IMHO his fatal flaw was that he valued economics over everything else. He couldn't rationalize his socialist past and accept the cultural revolution of the '60's. .

He certainly wasn't the first a-hole offered to be a justice. It started when Madison appointed Alexander Wolcott who was rejected.

Abe Fortas, friend of LBJ, became the first Supreme Court justice to resign under threat of impeachment. LBJ tried to name him chief justice, but conservative senators mounted a filibuster using as a wedge issue Fortas’ acceptance of a $15,000 fee for a series of university seminars. When supporters could muster only 45 of the 59 votes needed to end debate, Fortas asked the president to withdraw his name — becoming the first nominee for that post since 1795 to fail to win Senate approval. Fortas resigned after it turned out in 1966 Fortas took a secret retainer from the family foundation of Wall Street financier Louis Wolfson, a friend and former client subsequently imprisoned for securities violations. The deal provided that in return for unspecified advice, Fortas was to receive $20,000 a year for life. Embarrassed, disclosure of the retainer effectively ended Fortas’ judicial career.

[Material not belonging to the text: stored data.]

use crate::config::ClientConfig;
use crate::error::{ChatError, ChatResult};
use crate::models::ChatRequest;
use crate::streaming::ByteStream;
use async_trait::async_trait;
use futures::StreamExt;
use reqwest::header::{ACCEPT, CONTENT_TYPE};
use reqwest::Client;
use std::time::Duration;
use tracing::{debug, warn};

#[async_trait]
pub trait Provider: Send + Sync {
    /// Label used in logs and metrics
    fn id(&self) -> &'static str;

    /// Send the request and hand back the raw response body once the
    /// endpoint has accepted it.
    async fn open_stream(&self, req: &ChatRequest) -> ChatResult<ByteStream>;
}

/// OpenAI-compatible completion endpoint reached over HTTP
pub struct HttpProvider {
    pub endpoint: String,
    pub api_key: String,
    pub client: Client,
}

impl HttpProvider {
    pub fn from_config(config: &ClientConfig) -> ChatResult<Self> {
        let endpoint = config.validate()?;
        let mut builder = Client::builder();
        if let Some(secs) = config.connect_timeout_secs {
            builder = builder.connect_timeout(Duration::from_secs(secs));
        }
        Ok(Self {
            endpoint: endpoint.to_string(),
            api_key: config.api_key()?,
            client: builder.build()?,
        })
    }
}

#[async_trait]
impl Provider for HttpProvider {
    fn id(&self) -> &'static str {
        "gateway"
    }

    async fn open_stream(&self, req: &ChatRequest) -> ChatResult<ByteStream> {
        let resp = self
            .client
            .post(&self.endpoint)
            .bearer_auth(&self.api_key)
            .header(ACCEPT, "text/event-stream")
            .json(req)
            .send()
            .await?;
        let status = resp.status();
        if !status.is_success() {
            let body = resp.text().await.unwrap_or_default();
            warn!(%status, "completion endpoint rejected request");
            return Err(ChatError::UnexpectedStatus(status, body));
        }
        if resp.content_length() == Some(0) {
            return Err(ChatError::MissingBody);
        }
        debug!(
            content_type = ?resp.headers().get(CONTENT_TYPE),
            "streaming completion response"
        );
        let body = resp
            .bytes_stream()
            .map(|chunk| chunk.map_err(|e| ChatError::Stream(e.to_string())));
        Ok(Box::pin(body))
    }
}
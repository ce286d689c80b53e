use crate::error::{ChatError, ChatResult, EnvVarError};
use serde::{Deserialize, Serialize};
use std::path::Path;
use url::{Host, Url};

pub const ENDPOINT_ENV: &str = "KRISHI_CHAT_ENDPOINT";
pub const API_KEY_ENV: &str = "KRISHI_CHAT_API_KEY";
pub const MODEL_ENV: &str = "KRISHI_CHAT_MODEL";

#[derive(Debug, Clone, Serialize, Deserialize)]
pub struct ClientConfig {
    /// Full URL of the chat-completion endpoint
    pub endpoint: String,
    #[serde(default)]
    pub api_key: Option<String>,
    #[serde(default)]
    pub model: Option<String>,
    #[serde(default)]
    pub system_prompt: Option<String>,
    /// Shown as the first assistant message, never sent upstream
    #[serde(default)]
    pub greeting: Option<String>,
    #[serde(default)]
    pub connect_timeout_secs: Option<u64>,
}

impl ClientConfig {
    pub fn new(endpoint: impl Into<String>) -> Self {
        Self {
            endpoint: endpoint.into(),
            api_key: None,
            model: None,
            system_prompt: None,
            greeting: None,
            connect_timeout_secs: None,
        }
    }

    pub fn from_file(path: impl AsRef<Path>) -> ChatResult<Self> {
        let raw = std::fs::read_to_string(path)?;
        let config: Self = serde_json::from_str(&raw)?;
        config.validate()?;
        Ok(config)
    }

    pub fn from_env() -> ChatResult<Self> {
        let endpoint = std::env::var(ENDPOINT_ENV).map_err(|_| EnvVarError {
            var: ENDPOINT_ENV.to_string(),
            instructions: Some("Set it to the chat-completion URL of the AI gateway".to_string()),
        })?;
        let mut config = Self::new(endpoint);
        config.api_key = std::env::var(API_KEY_ENV).ok();
        config.model = std::env::var(MODEL_ENV).ok();
        config.validate()?;
        Ok(config)
    }

    /// Bearer credential: the configured key, else `KRISHI_CHAT_API_KEY`.
    pub fn api_key(&self) -> ChatResult<String> {
        if let Some(key) = self.api_key.as_ref().filter(|k| !k.trim().is_empty()) {
            return Ok(key.clone());
        }
        std::env::var(API_KEY_ENV)
            .ok()
            .filter(|k| !k.trim().is_empty())
            .ok_or_else(|| {
                EnvVarError {
                    var: API_KEY_ENV.to_string(),
                    instructions: Some(
                        "Use a short-lived token issued by the marketplace backend".to_string(),
                    ),
                }
                .into()
            })
    }

    /// Endpoint must parse and use HTTPS. Plain HTTP is allowed for loopback only.
    pub fn validate(&self) -> ChatResult<Url> {
        let url = Url::parse(&self.endpoint)?;
        match url.scheme() {
            "https" => Ok(url),
            "http" if is_loopback(&url) => Ok(url),
            scheme => Err(ChatError::Configuration(format!(
                "endpoint must use https, got {scheme}://"
            ))),
        }
    }
}

fn is_loopback(url: &Url) -> bool {
    match url.host() {
        Some(Host::Domain(domain)) => domain == "localhost",
        Some(Host::Ipv4(ip)) => ip.is_loopback(),
        Some(Host::Ipv6(ip)) => ip.is_loopback(),
        None => false,
    }
}
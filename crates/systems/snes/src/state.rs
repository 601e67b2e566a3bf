//! Read-only snapshot of the PPU state the debug views render from.
//!
//! The emulation core owns VRAM, CGRAM and the layer registers and mutates
//! them continuously. Rendering therefore never reaches into the live
//! console; the caller hands over a `PpuSnapshot` of borrowed slices and
//! decoded layer configuration, taken while emulation is paused (or copied
//! out at a known-good point). Snapshot freshness is the caller's
//! responsibility.

use serde::{Deserialize, Serialize};

/// VRAM size in bytes (64KB for tiles and tilemaps)
pub const VRAM_SIZE: usize = 0x10000;
/// CGRAM size in bytes (256 colors * 2 bytes per color)
pub const CGRAM_SIZE: usize = 512;

/// Background mode selected by the low 3 bits of the BGMODE register.
#[derive(Debug, Clone, Copy, PartialEq, Eq, Serialize, Deserialize)]
pub enum BgMode {
    Mode0,
    Mode1,
    Mode2,
    Mode3,
    Mode4,
    Mode5,
    Mode6,
    Mode7,
}

/// Bit depth of one background layer in a given mode.
///
/// `Inactive` means the hardware does not drive the layer at all in that
/// mode; rendering it is a defined no-op, not an error.
#[derive(Debug, Clone, Copy, PartialEq, Eq, Serialize, Deserialize)]
pub enum LayerDepth {
    Inactive,
    Bpp2,
    Bpp4,
    Bpp8,
}

impl LayerDepth {
    pub fn bits_per_pixel(self) -> Option<u8> {
        match self {
            LayerDepth::Inactive => None,
            LayerDepth::Bpp2 => Some(2),
            LayerDepth::Bpp4 => Some(4),
            LayerDepth::Bpp8 => Some(8),
        }
    }
}

impl BgMode {
    /// Decode the BGMODE register value (only the low 3 bits matter).
    pub fn from_register(value: u8) -> Self {
        match value & 0x07 {
            0 => BgMode::Mode0,
            1 => BgMode::Mode1,
            2 => BgMode::Mode2,
            3 => BgMode::Mode3,
            4 => BgMode::Mode4,
            5 => BgMode::Mode5,
            6 => BgMode::Mode6,
            _ => BgMode::Mode7,
        }
    }

    /// Per-mode bit depth of each of the four background layers.
    pub fn layer_depth(self, layer: usize) -> LayerDepth {
        use LayerDepth::{Bpp2, Bpp4, Bpp8, Inactive};

        const TABLE: [[LayerDepth; 4]; 8] = [
            [Bpp2, Bpp2, Bpp2, Bpp2],         // Mode 0
            [Bpp4, Bpp4, Bpp2, Inactive],     // Mode 1
            [Bpp4, Bpp4, Inactive, Inactive], // Mode 2
            [Bpp8, Bpp4, Inactive, Inactive], // Mode 3
            [Bpp8, Bpp2, Inactive, Inactive], // Mode 4
            [Bpp4, Bpp2, Inactive, Inactive], // Mode 5
            [Bpp4, Inactive, Inactive, Inactive], // Mode 6
            [Bpp8, Inactive, Inactive, Inactive], // Mode 7
        ];

        TABLE[self as usize][layer]
    }

    /// Modes 5 and 6 always fetch 16-pixel-wide tiles regardless of the
    /// per-layer large-tile flag.
    pub fn forces_wide_tiles(self) -> bool {
        matches!(self, BgMode::Mode5 | BgMode::Mode6)
    }
}

/// Configuration of a single background layer, decoded from the PPU's
/// BGnSC/BGnNBA/scroll registers by the emulation core.
#[derive(Debug, Clone, Copy, Default, Serialize, Deserialize)]
pub struct LayerConfig {
    /// Tilemap base address in VRAM (byte address)
    pub tilemap_addr: u16,
    /// Character data base address in VRAM (byte address)
    pub chr_addr: u16,
    /// 16x16 tiles instead of 8x8
    pub large_tiles: bool,
    /// 64-tile-wide tilemap
    pub double_width: bool,
    /// 64-tile-tall tilemap
    pub double_height: bool,
    /// Horizontal scroll offset
    pub h_scroll: u16,
    /// Vertical scroll offset
    pub v_scroll: u16,
}

/// A moment-in-time view of everything the tilemap renderer needs.
#[derive(Debug, Clone, Copy)]
pub struct PpuSnapshot<'a> {
    pub bg_mode: BgMode,
    pub layers: [LayerConfig; 4],
    /// VRAM contents; `VRAM_SIZE` bytes
    pub vram: &'a [u8],
    /// CGRAM contents; `CGRAM_SIZE` bytes
    pub cgram: &'a [u8],
}
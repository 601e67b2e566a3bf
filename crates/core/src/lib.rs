//! Reusable building blocks for tile-based video debugging tools.
//!
//! This crate holds the pieces that are not specific to any one console:
//! planar tile decoding, indexed/direct palette resolution and ARGB color
//! operations. System crates (e.g. the SNES debugger) combine these into
//! complete tile-sheet and tilemap views.

pub mod graphics;
pub mod ppu;

pub mod types {
    use serde::{Deserialize, Serialize};

    /// An ARGB8888 framebuffer (0xAARRGGBB), row-major.
    ///
    /// Debug views render into a caller-owned `Frame`; every render call
    /// fully overwrites the pixel data starting from a backdrop fill.
    #[derive(Debug, Clone, Serialize, Deserialize)]
    pub struct Frame {
        pub width: u32,
        pub height: u32,
        pub pixels: Vec<u32>,
    }

    impl Frame {
        pub fn new(width: u32, height: u32) -> Self {
            Self {
                width,
                height,
                pixels: vec![0; (width * height) as usize],
            }
        }

        /// Overwrite every pixel with a solid color.
        pub fn fill(&mut self, color: u32) {
            for pixel in &mut self.pixels {
                *pixel = color;
            }
        }
    }
}
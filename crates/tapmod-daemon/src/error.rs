//! Error types for the daemon

use std::io;
use std::path::PathBuf;

use thiserror::Error;

/// Fatal errors. Every variant ends the daemon after an orderly teardown.
///
/// Conditions the daemon recovers from (a read finding nothing, a kernel
/// buffer overflow) never appear here.
#[derive(Debug, Error)]
pub enum DaemonError {
    /// The source device could not be opened or queried
    #[error("Input device {path} is unavailable: {source}")]
    UnavailableDevice {
        path: PathBuf,
        #[source]
        source: io::Error,
    },

    /// Exclusive access was refused
    #[error(
        "Failed to grab {path} for exclusive access. \
         Is another application grabbing it, or are permissions missing? ({source})"
    )]
    GrabDenied {
        path: PathBuf,
        #[source]
        source: io::Error,
    },

    /// The uinput virtual device could not be created
    #[error("Failed to create virtual device (is /dev/uinput writable?): {0}")]
    SinkCreationFailed(#[source] io::Error),

    /// Reading from the source device failed
    #[error("Failed to read events from input device: {0}")]
    ReadFailed(#[source] io::Error),

    /// Writing to the virtual device failed; nothing can be retried safely
    #[error("Failed to write to virtual device: {0}")]
    SinkWriteFailed(#[source] io::Error),

    #[error(transparent)]
    InvalidConfig(#[from] tapmod_config::ConfigError),
}
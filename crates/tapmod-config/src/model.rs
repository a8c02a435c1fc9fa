//! Configuration data model

use std::collections::HashSet;
use std::fmt;
use std::time::Duration;

use evdev::Key;

use crate::error::ConfigError;

/// Default hold threshold for dual-function keys, in milliseconds.
pub const DEFAULT_HOLD_THRESHOLD_MS: u64 = 300;

/// Root configuration structure.
///
/// Built once at startup and shared by reference; nothing mutates it afterwards.
#[derive(Debug, Clone, PartialEq, Eq)]
pub struct Config {
    /// Appended to the source device name to name the virtual device
    pub virtual_device_suffix: String,
    /// Pause before grabbing, so the key that launched the daemon can be released
    pub startup_delay: Duration,
    /// Static 1:1 remaps, scanned in order (first match wins)
    pub mappings: Vec<KeyMapping>,
    /// Keys that act as one key when tapped and another when held
    pub dual_function_keys: Vec<DualFunctionKey>,
}

impl Default for Config {
    fn default() -> Self {
        let threshold = Duration::from_millis(DEFAULT_HOLD_THRESHOLD_MS);

        Self {
            virtual_device_suffix: " (tapmod)".to_string(),
            startup_delay: Duration::from_millis(500),
            mappings: vec![
                KeyMapping::new(Key::KEY_LEFTMETA, Key::KEY_LEFTALT),
                KeyMapping::new(Key::KEY_RIGHTMETA, Key::KEY_RIGHTALT),
                KeyMapping::new(Key::KEY_LEFTALT, Key::KEY_LEFTCTRL),
                KeyMapping::new(Key::KEY_RIGHTALT, Key::KEY_RIGHTCTRL),
                KeyMapping::new(Key::KEY_LEFTCTRL, Key::KEY_LEFTMETA),
                KeyMapping::new(Key::KEY_COMPOSE, Key::KEY_RIGHTMETA),
            ],
            dual_function_keys: vec![
                DualFunctionKey::new(Key::KEY_CAPSLOCK, Key::KEY_ESC, Key::KEY_LEFTMETA, threshold),
                DualFunctionKey::new(Key::KEY_ENTER, Key::KEY_ENTER, Key::KEY_RIGHTMETA, threshold),
            ],
        }
    }
}

impl Config {
    /// Check the configuration for entries the remapper cannot honour.
    ///
    /// Duplicate `from` keys in [`Config::mappings`] are accepted: the first
    /// entry wins and later ones are shadowed.
    pub fn validate(&self) -> Result<(), ConfigError> {
        for mapping in &self.mappings {
            if mapping.from == Key::KEY_RESERVED || mapping.to == Key::KEY_RESERVED {
                return Err(ConfigError::ReservedKey {
                    context: format!("mapping {}", mapping),
                });
            }
        }

        let mut seen_mappings = HashSet::new();
        for mapping in &self.mappings {
            if !seen_mappings.insert(mapping.from) {
                tracing::debug!(
                    "Mapping {} is shadowed by an earlier entry for {}",
                    mapping,
                    key_name(mapping.from)
                );
            }
        }

        let mut seen_dual = HashSet::new();
        for dual in &self.dual_function_keys {
            if [dual.key, dual.tap, dual.hold].contains(&Key::KEY_RESERVED) {
                return Err(ConfigError::ReservedKey {
                    context: format!("dual-function key {}", dual),
                });
            }

            if dual.hold_threshold.is_zero() {
                return Err(ConfigError::ZeroThreshold {
                    key: key_name(dual.key),
                });
            }

            if !seen_dual.insert(dual.key) {
                return Err(ConfigError::DuplicateDualFunction {
                    key: key_name(dual.key),
                });
            }
        }

        Ok(())
    }

    /// Every key code the remapper may emit besides pass-through keys.
    ///
    /// The virtual device must advertise these on top of the source device's keys.
    pub fn output_keys(&self) -> impl Iterator<Item = Key> + '_ {
        self.mappings.iter().map(|m| m.to).chain(
            self.dual_function_keys
                .iter()
                .flat_map(|d| [d.tap, d.hold]),
        )
    }
}

/// A single 1:1 remap entry
#[derive(Debug, Clone, Copy, PartialEq, Eq, Hash)]
pub struct KeyMapping {
    pub from: Key,
    pub to: Key,
}

impl KeyMapping {
    pub fn new(from: Key, to: Key) -> Self {
        Self { from, to }
    }
}

impl fmt::Display for KeyMapping {
    fn fmt(&self, f: &mut fmt::Formatter<'_>) -> fmt::Result {
        write!(f, "{} -> {}", key_name(self.from), key_name(self.to))
    }
}

/// A physical key with a tap identity and a hold identity.
#[derive(Debug, Clone, Copy, PartialEq, Eq, Hash)]
pub struct DualFunctionKey {
    /// The physical key
    pub key: Key,
    /// Emitted as a press/release pair when the key is tapped
    pub tap: Key,
    /// Held down for as long as the physical key when it acts as a modifier
    pub hold: Key,
    /// Holding longer than this resolves the key as `hold`
    pub hold_threshold: Duration,
}

impl DualFunctionKey {
    pub fn new(key: Key, tap: Key, hold: Key, hold_threshold: Duration) -> Self {
        Self {
            key,
            tap,
            hold,
            hold_threshold,
        }
    }
}

impl fmt::Display for DualFunctionKey {
    fn fmt(&self, f: &mut fmt::Formatter<'_>) -> fmt::Result {
        write!(
            f,
            "{} (tap: {}, hold: {} after {}ms)",
            key_name(self.key),
            key_name(self.tap),
            key_name(self.hold),
            self.hold_threshold.as_millis()
        )
    }
}

/// Human-readable key name with the `KEY_` prefix stripped (e.g. "CAPSLOCK").
pub fn key_name(key: Key) -> String {
    let name = format!("{:?}", key);
    match name.strip_prefix("KEY_") {
        Some(stripped) => stripped.to_string(),
        None => name,
    }
}

#[cfg(test)]
mod tests {
    use super::*;

    #[test]
    fn test_default_config_is_valid() {
        let config = Config::default();
        assert!(config.validate().is_ok());
        assert_eq!(config.mappings.len(), 6);
        assert_eq!(config.dual_function_keys.len(), 2);
    }

    #[test]
    fn test_default_capslock_is_escape_and_meta() {
        let config = Config::default();
        let caps = config
            .dual_function_keys
            .iter()
            .find(|d| d.key == Key::KEY_CAPSLOCK)
            .expect("CapsLock should be dual-function by default");

        assert_eq!(caps.tap, Key::KEY_ESC);
        assert_eq!(caps.hold, Key::KEY_LEFTMETA);
        assert_eq!(caps.hold_threshold, Duration::from_millis(300));
    }

    #[test]
    fn test_shadowed_mapping_is_accepted() {
        let mut config = Config::default();
        config.mappings.push(KeyMapping::new(Key::KEY_LEFTMETA, Key::KEY_A));
        assert!(config.validate().is_ok());
    }

    #[test]
    fn test_duplicate_dual_function_rejected() {
        let mut config = Config::default();
        config.dual_function_keys.push(DualFunctionKey::new(
            Key::KEY_CAPSLOCK,
            Key::KEY_A,
            Key::KEY_LEFTCTRL,
            Duration::from_millis(200),
        ));

        match config.validate() {
            Err(ConfigError::DuplicateDualFunction { key }) => assert_eq!(key, "CAPSLOCK"),
            other => panic!("expected DuplicateDualFunction, got {:?}", other),
        }
    }

    #[test]
    fn test_zero_threshold_rejected() {
        let config = Config {
            dual_function_keys: vec![DualFunctionKey::new(
                Key::KEY_TAB,
                Key::KEY_TAB,
                Key::KEY_LEFTSHIFT,
                Duration::ZERO,
            )],
            ..Config::default()
        };

        assert!(matches!(
            config.validate(),
            Err(ConfigError::ZeroThreshold { .. })
        ));
    }

    #[test]
    fn test_reserved_key_rejected() {
        let config = Config {
            mappings: vec![KeyMapping::new(Key::KEY_A, Key::KEY_RESERVED)],
            ..Config::default()
        };

        assert!(matches!(
            config.validate(),
            Err(ConfigError::ReservedKey { .. })
        ));
    }

    #[test]
    fn test_output_keys_cover_mappings_and_dual_keys() {
        let config = Config::default();
        let outputs: HashSet<Key> = config.output_keys().collect();

        assert!(outputs.contains(&Key::KEY_LEFTALT));
        assert!(outputs.contains(&Key::KEY_ESC));
        assert!(outputs.contains(&Key::KEY_LEFTMETA));
        assert!(outputs.contains(&Key::KEY_RIGHTMETA));
        assert!(!outputs.contains(&Key::KEY_CAPSLOCK));
    }

    #[test]
    fn test_key_name_strips_prefix() {
        assert_eq!(key_name(Key::KEY_CAPSLOCK), "CAPSLOCK");
        assert_eq!(key_name(Key::KEY_LEFTMETA), "LEFTMETA");
    }

    #[test]
    fn test_display_formats() {
        let mapping = KeyMapping::new(Key::KEY_LEFTCTRL, Key::KEY_LEFTMETA);
        assert_eq!(mapping.to_string(), "LEFTCTRL -> LEFTMETA");

        let dual = DualFunctionKey::new(
            Key::KEY_CAPSLOCK,
            Key::KEY_ESC,
            Key::KEY_LEFTMETA,
            Duration::from_millis(300),
        );
        assert_eq!(dual.to_string(), "CAPSLOCK (tap: ESC, hold: LEFTMETA after 300ms)");
    }
}
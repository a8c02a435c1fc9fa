//! Recovery from kernel buffer overflows (`SYN_DROPPED`)
//!
//! When the evdev client buffer overflows the kernel queues a `SYN_DROPPED`.
//! Everything after it up to and including the next `SYN_REPORT` belongs to an
//! incomplete frame and must be discarded. The client then queries the real
//! device state and reconciles it with what it last saw.
//!
//! [`SyncTracker`] does this for key state. Each changed key becomes a
//! [`SourceEvent::Synthetic`] event, and the batch is framed by
//! [`SourceEvent::OutOfSync`] and [`SourceEvent::Resynced`]:
//!
//! ```text
//! ... Event  Event  OutOfSync  Synthetic* Resynced  Event  Event ...
//! ```

use std::collections::VecDeque;
use std::io;

use evdev::{AttributeSet, EventType, InputEvent, Key, Synchronization};
use tapmod_config::key_state_changes;

use crate::remapper::{event_value, key_event};

/// One item read from the source device.
#[derive(Debug, Clone, Copy)]
pub enum SourceEvent {
    /// A regular event, in kernel order
    Event(InputEvent),
    /// Events were dropped; a resync batch follows
    OutOfSync,
    /// Corrects the state of one key after a drop. Not new user input.
    Synthetic(InputEvent),
    /// End of the resync batch
    Resynced,
}

/// Tracks key state and turns `SYN_DROPPED` into a bounded resync batch.
pub struct SyncTracker {
    keys: AttributeSet<Key>,
    dropping: bool,
}

impl SyncTracker {
    /// Start tracking from the key state the device reported when opened.
    pub fn new(keys: AttributeSet<Key>) -> Self {
        Self {
            keys,
            dropping: false,
        }
    }

    /// Feed one raw event and queue what the consumer should see.
    ///
    /// `query_keys` reads the device's current key state. It is only called
    /// when a drop has been fully drained.
    pub fn feed<F>(
        &mut self,
        event: InputEvent,
        query_keys: F,
        out: &mut VecDeque<SourceEvent>,
    ) -> io::Result<()>
    where
        F: FnOnce() -> io::Result<AttributeSet<Key>>,
    {
        let is_syn = event.event_type() == EventType::SYNCHRONIZATION;

        if self.dropping {
            if is_syn && event.code() == Synchronization::SYN_REPORT.0 {
                let current = query_keys()?;
                self.resync(current, out);
                self.dropping = false;
            } else {
                tracing::trace!(
                    "Discarding event from incomplete frame: type {:?} code {} value {}",
                    event.event_type(),
                    event.code(),
                    event.value()
                );
            }
            return Ok(());
        }

        if is_syn && event.code() == Synchronization::SYN_DROPPED.0 {
            self.dropping = true;
            out.push_back(SourceEvent::OutOfSync);
            return Ok(());
        }

        if event.event_type() == EventType::KEY {
            let key = Key::new(event.code());
            match event.value() {
                event_value::PRESS => {
                    self.keys.insert(key);
                }
                event_value::RELEASE => {
                    self.keys.remove(key);
                }
                _ => {}
            }
        }

        out.push_back(SourceEvent::Event(event));
        Ok(())
    }

    fn resync(&mut self, current: AttributeSet<Key>, out: &mut VecDeque<SourceEvent>) {
        let changes = key_state_changes(&self.keys, &current);

        tracing::debug!("Resync found {} key change(s)", changes.len());

        out.extend(
            changes
                .into_iter()
                .map(|(key, value)| SourceEvent::Synthetic(key_event(key, value))),
        );
        out.push_back(SourceEvent::Resynced);
        self.keys = current;
    }
}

Nixon appointed Haynsworth, opposed by a coalition of Democrats (possibly in retaliation for the Republicans' rejection of Fortas as Chief Justice), Rockefeller Republicans, and the NAACP. He was alleged to have made court decisions favoring segregation and of being anti-labor. Nixon nominated Carswell for the Supreme Court in 1970 after the Senate rejected his nomination of Clement J. Haynsworth in a battle over ethics and civil rights. The Senate rejected Carswell after reporters uncovered a speech in which he endorsed racial segregation as a legislative candidate in Georgia..

The Dork's supporters knew all of this. Ironically, many of them were and continue to be culture warriors. He opposed legalizing abortion, and the one-man, one-vote principle. He initially opposed what became the 1964 law guaranteeing blacks access to public accommodations, a keystone of the civil rights revolution. And he later defended Virginia’s poll tax, dismissing complaints that the tax discouraged black voting on the grounds that the tax was too small to have “much impact on the welfare of the nation.” So much for his socialist past.